With a mission to build a great entrepreneurial ecosystem in Hanoi, Liu shared with me that he is facing a dilemma of sorts. Due to the hard work being put into nurturing Vietnamese startups, investors have taken notice and are keen to play a part in the funding pipeline.
The question is: How do you accept such funding partners that would invariably zero in on only a handful of startups or particular market segments, whilst keeping the programme open, inclusive, and independent?
“Ideally, I'd like to have an independent incubator without the funding element,” Liu (pic) said.
“I know that people need to be paid at some point, but with having a ‘vested-interest’ incubator, the pressure is in churning out investable startups so as to create value for the investors backing the programme,” he added.
Liu was at the tail-end of solving this problem when I met him. However, a comment he made about wanting to help “build business-ready startups, not investment-ready ones” really got me thinking.
So, what’s the difference between business-ready and investment-ready?
When asked, StartupMalaysia.org founder Dhakshinamoorthy Balakrishnan noted that a startup is, by definition, an experiment with some hypothesis it aims to test.
“It is therefore a temporary organisation which is in search of a repeatable business model. Once the hypothesis is validated and a reliable and repeatable business model found, the startup ceases to be one. It becomes a company or business-ready,” he said.
An investment-ready startup, on the other hand, needs money to expand or scale, although Dhakshinamoorthy also argued out that the lines between the two are usually blurred.
Liu readily admitted that his own definition of the two strides a fine line, as startups do have to possess some viable business plan before any investor will be interested.

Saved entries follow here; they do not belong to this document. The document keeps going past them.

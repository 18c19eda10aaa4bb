//! Per-connection driver
//!
//! Owns one [`Session`] and the socket it talks to:
//! 1. Read loop: feeds inbound bytes to the session, sends pings and
//!    enforces the read timeout
//! 2. Writer task: drains the session's outbound queue into the socket
//! 3. Teardown: stops the session exactly once, whatever ended the loop

use std::net::SocketAddr;
use std::sync::Arc;
use std::time::Duration;

use bytes::BytesMut;
use tokio::io::{AsyncRead, AsyncReadExt, AsyncWrite, AsyncWriteExt, BufWriter};
use tokio::net::TcpStream;
use tokio::sync::mpsc;
use tokio::time::{interval_at, sleep_until, Instant, MissedTickBehavior};

use crate::error::{Error, Result};
use crate::events::{EventKind, EventSender};
use crate::registry::Registry;
use crate::server::config::ServerConfig;
use crate::session::{Outbound, Outgoing, Session};
use crate::stats::RelayStats;

/// Everything a connection task needs from the server
#[derive(Debug, Clone)]
pub struct ConnectionContext {
    pub registry: Arc<Registry>,
    pub config: Arc<ServerConfig>,
    pub stats: Arc<RelayStats>,
    pub events: EventSender,
}

/// Serve a locally handled peer until it disconnects
pub async fn serve_local(socket: TcpStream, peer_addr: SocketAddr, ctx: ConnectionContext) -> Result<()> {
    let local_addr = socket.local_addr()?;
    let (mut reader, writer) = socket.into_split();

    let (outbound, rx) = Outbound::channel();
    let mut session = Session::new(
        ctx.registry.clone(),
        ctx.config.clone(),
        peer_addr,
        local_addr.port(),
        false,
        outbound,
        ctx.events.clone(),
    );
    let session_id = session.id();
    emit(&session, EventKind::SocketConnect { peer_addr, local_addr });

    let writer = BufWriter::with_capacity(ctx.config.write_buffer_size, writer);
    let stats = ctx.stats.clone();
    tokio::spawn(async move {
        if let Err(e) = write_loop(writer, rx, &stats).await {
            tracing::debug!(session_id = session_id, error = %e, "Write failed");
        }
    });

    let result = read_loop(&mut session, &mut reader, &ctx, Some(ctx.config.idle_timeout), |_| {}).await;
    finish(&mut session, &result);
    result
}

/// Read from `reader` into `session` until EOF, error or timeout
///
/// `on_data` sees every inbound buffer before the session parses it. With
/// no `idle_timeout` the loop waits for the peer indefinitely.
pub(crate) async fn read_loop<R, F>(
    session: &mut Session,
    reader: &mut R,
    ctx: &ConnectionContext,
    idle_timeout: Option<Duration>,
    mut on_data: F,
) -> Result<()>
where
    R: AsyncRead + Unpin,
    F: FnMut(&[u8]),
{
    let config = &ctx.config;
    let mut buf = BytesMut::with_capacity(config.read_buffer_size);
    let mut deadline = idle_timeout.map(|timeout| Instant::now() + timeout);
    let mut ping = interval_at(Instant::now() + config.ping_interval, config.ping_interval);
    ping.set_missed_tick_behavior(MissedTickBehavior::Delay);

    loop {
        tokio::select! {
            read = reader.read_buf(&mut buf) => {
                let n = read?;
                if n == 0 {
                    return Ok(());
                }
                ctx.stats.add_bytes_in(n);
                deadline = idle_timeout.map(|timeout| Instant::now() + timeout);

                on_data(&buf[..n]);
                let fed = session.feed(&buf[..n]);
                buf.clear();
                fed?;
                if session.phase().is_closed() {
                    return Ok(());
                }
            }
            _ = idle(deadline) => {
                tracing::debug!(session_id = session.id(), "Read timeout");
                return Err(Error::Timeout);
            }
            _ = ping.tick() => session.send_ping(),
        }
    }
}

async fn idle(deadline: Option<Instant>) {
    match deadline {
        Some(deadline) => sleep_until(deadline).await,
        None => std::future::pending().await,
    }
}

/// Drain an outbound queue into `writer`
///
/// Everything already queued is written before each flush, so a burst of
/// fan-out writes becomes one syscall through the buffered writer. Returns
/// after a [`Outgoing::Close`] or once every sender is gone.
pub async fn write_loop<W>(
    mut writer: W,
    mut rx: mpsc::UnboundedReceiver<Outgoing>,
    stats: &RelayStats,
) -> Result<()>
where
    W: AsyncWrite + Unpin,
{
    while let Some(first) = rx.recv().await {
        let mut next = Some(first);
        while let Some(item) = next.take() {
            match item {
                Outgoing::Data(data) => {
                    writer.write_all(&data).await?;
                    stats.add_bytes_out(data.len());
                }
                Outgoing::Flush => writer.flush().await?,
                Outgoing::Close => {
                    writer.flush().await?;
                    writer.shutdown().await?;
                    return Ok(());
                }
            }
            next = rx.try_recv().ok();
        }
        writer.flush().await?;
    }
    writer.flush().await?;
    Ok(())
}

/// Report how the read loop ended and stop the session
pub(crate) fn finish(session: &mut Session, result: &Result<()>) {
    match result {
        Ok(()) | Err(Error::ConnectionClosed) => {}
        Err(e) => {
            tracing::debug!(session_id = session.id(), error = %e, "Connection error");
            emit(session, EventKind::SocketError(e.to_string()));
        }
    }
    session.stop();
    emit(session, EventKind::SocketClose);
}

pub(crate) fn emit(session: &Session, kind: EventKind) {
    let shared = session.shared();
    let state = shared.lock();
    shared.emit(&state, kind);
}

However, he described ‘investment-ready startups’ as those that have disruptive ideas, may potentially change how we do things, have great potential (although not proven), and are sort of like a business of the future.
“The Internet of Things is one area where you see … [many] such startups,” he said.
Investment-ready startups are also those that have undergone a structured programme, satisfied all the requirement of the programme, met with all the key performance criteria, and possess the potential of a viable, and hopefully scalable, business model.
Business-ready startups, however, typically localise existing ideas, and are usually services-based and sector-specific, with solutions for ‘real-world problems.’ They usually have traction, with a product or service already tested in the market, and while they may not be quite scalable now, are looking for funding to help scale and expand.
“Typically, these startups have founders who have been around the block a couple of times already,” Liu said.
While startups going on to become giants is not something to be scoffed at, the fact remains that it take years, if not decades, for that to happen.
It really does boil down to a numbers game, and in the regional fight for mindshare and recognition as a startup hub. You need the quicker turnarounds vis-à-vis announcements of successful Series A, B or C rounds, and massive growth while patiently waiting for those IPOs (initial public offerings).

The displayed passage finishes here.